Und was dann der Herr am Nachbartisch in den nächsten zehn Minuten diesem für mich nicht sichtbaren Schwerhörigen, der mindestens zwei Strassen weiter irgendwo hilflos herumstehen muß, tatsächlich wortgewaltig zu empfehlen scheint, bleibt für mich verschlossen. Zehn Minuten lang. Laut und vernehmlich. Ohne Rücksicht auf die Vögel und auf mich. Das Ende seiner Kommunikation ist eine wahre Erlösung. Erst dann wagt die Bedienung, ihm den Kaffee zu servieren.

Er denkt nach und nimmt ein Schlückchen von seinem Kaffee. Damit muß er wohl seine strapazierte Stimme geölt haben, denn er greift zielstrebig zu Handy Nummer 2, wählt eine lange Nummer --- Herrjeh, wieder ein lautes Ferngespräch? Und der ferne Angerufene gibt das Startzeichen für eine Wiederholung des vorherigen Anrufs. Ich bin sicher, der Herr am Nachbartisch betreibt eine Telefonkette, und jetzt muß die wichtige Nachricht erneut verkündet werden. Jedem Einzelnen, in der Strasse, auf dem Platz und vor allem mir, obwohl ich sie doch schon kenne und mein Trommelfell noch immer vibriert.

Mit Entsetzen sehe ich den Herrn am Nachbartisch schon mit Handy Nummer 3 spielen.

Da platzt mir der Kragen und in mir reift der verwegene Plan, diesen Herrn am Nachbartisch brutal mund-tot zu machen. Oder besser gesagt, handy-tot. Nein, nein, ich entreisse ihm nicht sein Eigentum. Nein, nein, ich zerstampfe es nicht. Nein, nein, ich entführe es auch nicht. Nein, ich lege einen winzig kleinen Schalter um an einem unscheinbar aussehenden Kästchen und zähle bis 5.

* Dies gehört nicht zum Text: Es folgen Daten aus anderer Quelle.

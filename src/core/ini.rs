//! Parser and serializer for the `.edgerc` INI dialect.

use crate::error::{Error, Result};
use crate::models::config_file::ConfigFile;

/// Parse the whole file. Keys before the first header land in the root
/// profile.
///
/// A line opening with `[` must be a complete header, optionally followed by
/// a `;` or `#` comment.
pub fn parse(content: &str) -> Result<ConfigFile> {
    let mut config = ConfigFile::new();
    let mut current: Option<String> = None;

    for (lineno, raw) in content.lines().enumerate() {
        let line = raw.trim();
        if line.is_empty() || line.starts_with(';') || line.starts_with('#') {
            continue;
        }
        if line.starts_with('[') {
            let name = section_header(line).ok_or_else(|| {
                Error::invalid(format!("malformed section header on line {}: {}", lineno + 1, line))
            })?;
            // An empty header still opens a section so later keys are not
            // mistaken for root keys.
            config.entry(name);
            current = Some(name.to_string());
            continue;
        }
        let Some((key, value)) = line.split_once('=') else {
            tracing::warn!(line = lineno + 1, "ignoring line without '='");
            continue;
        };
        let key = key.trim();
        if key.is_empty() {
            tracing::warn!(line = lineno + 1, "ignoring line with empty key");
            continue;
        }
        let value = unquote(value.trim());
        match &current {
            Some(section) => config.entry(section).set(key, value),
            None => config.root_mut().set(key, value),
        }
    }
    Ok(config)
}

fn section_header(line: &str) -> Option<&str> {
    let (name, rest) = line.strip_prefix('[')?.split_once(']')?;
    let rest = rest.trim();
    if rest.is_empty() || rest.starts_with(';') || rest.starts_with('#') {
        Some(name.trim())
    } else {
        None
    }
}

/// Serialize root keys, then sections, as `key = value` lines with a blank
/// line between groups. Values are written verbatim.
pub fn serialize(config: &ConfigFile) -> String {
    let mut out = String::new();
    for (key, value) in config.root().iter() {
        out.push_str(&format!("{} = {}\n", key, value));
    }
    for (name, profile) in config.iter() {
        if !out.is_empty() {
            out.push('\n');
        }
        out.push_str(&format!("[{}]\n", name));
        for (key, value) in profile.iter() {
            out.push_str(&format!("{} = {}\n", key, value));
        }
    }
    out
}

fn unquote(value: &str) -> &str {
    for quote in ['"', '\''] {
        if value.len() >= 2 && value.starts_with(quote) && value.ends_with(quote) {
            return &value[1..value.len() - 1];
        }
    }
    value
}

#[cfg(test)]
mod tests {
    use super::*;
    use crate::models::profile::CredentialProfile;

    const SAMPLE: &str = "\
[default]
client_secret = abc=
host = akab-host.luna.akamaiapis.net
access_token = akab-access
client_token = akab-client

; comment
[papi]
  client_token=tok
host   =   \"quoted.example\"
";

    #[test]
    fn test_parse_sections_and_whitespace() {
        let cfg = parse(SAMPLE).unwrap();
        assert!(cfg.root().is_empty());
        assert_eq!(cfg.section_names(), vec!["default", "papi"]);
        let default = cfg.get("default").unwrap();
        assert_eq!(default.client_secret(), Some("abc="));
        let papi = cfg.get("papi").unwrap();
        assert_eq!(papi.client_token(), Some("tok"));
        assert_eq!(papi.host(), Some("quoted.example"));
    }

    #[test]
    fn test_parse_root_block() {
        let cfg = parse("host = h\nclient_token = t\n\n[other]\nhost = o\n").unwrap();
        assert_eq!(cfg.root().host(), Some("h"));
        assert_eq!(cfg.get("other").unwrap().host(), Some("o"));
    }

    #[test]
    fn test_parse_repeated_header_reopens_section() {
        let cfg = parse("[a]\nx = 1\n[b]\ny = 2\n[a]\nx = 3\nz = 4\n").unwrap();
        assert_eq!(cfg.section_names(), vec!["a", "b"]);
        let a = cfg.get("a").unwrap();
        assert_eq!(a.get("x"), Some("3"));
        assert_eq!(a.get("z"), Some("4"));
    }

    #[test]
    fn test_parse_header_with_trailing_comment() {
        let cfg = parse("[default]\nhost = a\n\n[papi] ; prod\nhost = b\n[ccu]# edge\nhost = c\n").unwrap();
        assert_eq!(cfg.section_names(), vec!["default", "papi", "ccu"]);
        assert_eq!(cfg.get("default").unwrap().host(), Some("a"));
        assert_eq!(cfg.get("papi").unwrap().host(), Some("b"));
        assert_eq!(cfg.get("ccu").unwrap().host(), Some("c"));
    }

    #[test]
    fn test_parse_rejects_malformed_header() {
        for bad in ["[default]\nhost = a\n[papi\nhost = b\n", "[papi] trailing\nhost = b\n"] {
            let err = parse(bad).unwrap_err();
            assert!(matches!(err, Error::InvalidArgument(_)));
            assert!(err.to_string().contains("malformed section header"));
        }
    }

    #[test]
    fn test_parse_ignores_garbage() {
        let cfg = parse("Lorem Ipsum Dolor").unwrap();
        assert!(cfg.is_empty());
    }

    #[test]
    fn test_serialize_layout() {
        let mut cfg = ConfigFile::new();
        cfg.insert("default", CredentialProfile::from_parts("a", "b", "c", "d"));
        cfg.insert("second", [("host", "h")].into_iter().collect());
        assert_eq!(
            serialize(&cfg),
            "[default]\nclient_token = a\nclient_secret = b\naccess_token = c\nhost = d\n\n[second]\nhost = h\n"
        );
    }

    #[test]
    fn test_serialize_writes_root_keys_first() {
        let cfg = parse("max-body = 131072\n\n[default]\nhost = h\n").unwrap();
        assert_eq!(serialize(&cfg), "max-body = 131072\n\n[default]\nhost = h\n");

        let mut root_only = ConfigFile::new();
        root_only.root_mut().set("max-body", "131072");
        assert_eq!(serialize(&root_only), "max-body = 131072\n");
    }

    #[test]
    fn test_serialize_then_parse_is_stable() {
        let cfg = parse(SAMPLE).unwrap();
        let text = serialize(&cfg);
        assert_eq!(parse(&text).unwrap(), cfg);
        assert_eq!(serialize(&parse(&text).unwrap()), text);
    }
}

Bei 6 tritt das Unerwartete ein. Nach ein paar sich wiederholenden Worten, an deren Ende sicherlich ein Fragezeichen steht, schauen die Vögel irritiert zum Nachbartisch. Dort schaut man ebenso irritiert auf die technische Errungenschaft Nummer 2, gibt ihr einen Klaps auf den Po, wirft einen Blick nach oben, und als von dort weder Hilfe noch Signale kommen, und alle anderen Handys auf seinem Tisch ebenfalls den Empfang eingestellt zu haben scheinen, ist endlich Ruhe eingekehrt. Für die Vögel und für mich.

© OScAR 2010.

1 Kommentar:

  1. Witzig, spritzig und einfach nur köstlich beschrieben. Ich habe herzlich gelacht! Ja, so ist sie, die Handy-Telefonie. Ich werde es demnächst auch so handhaben; der Schalter wird nur umgelegt. Mal schauen, was passiert.
    netten Gruß!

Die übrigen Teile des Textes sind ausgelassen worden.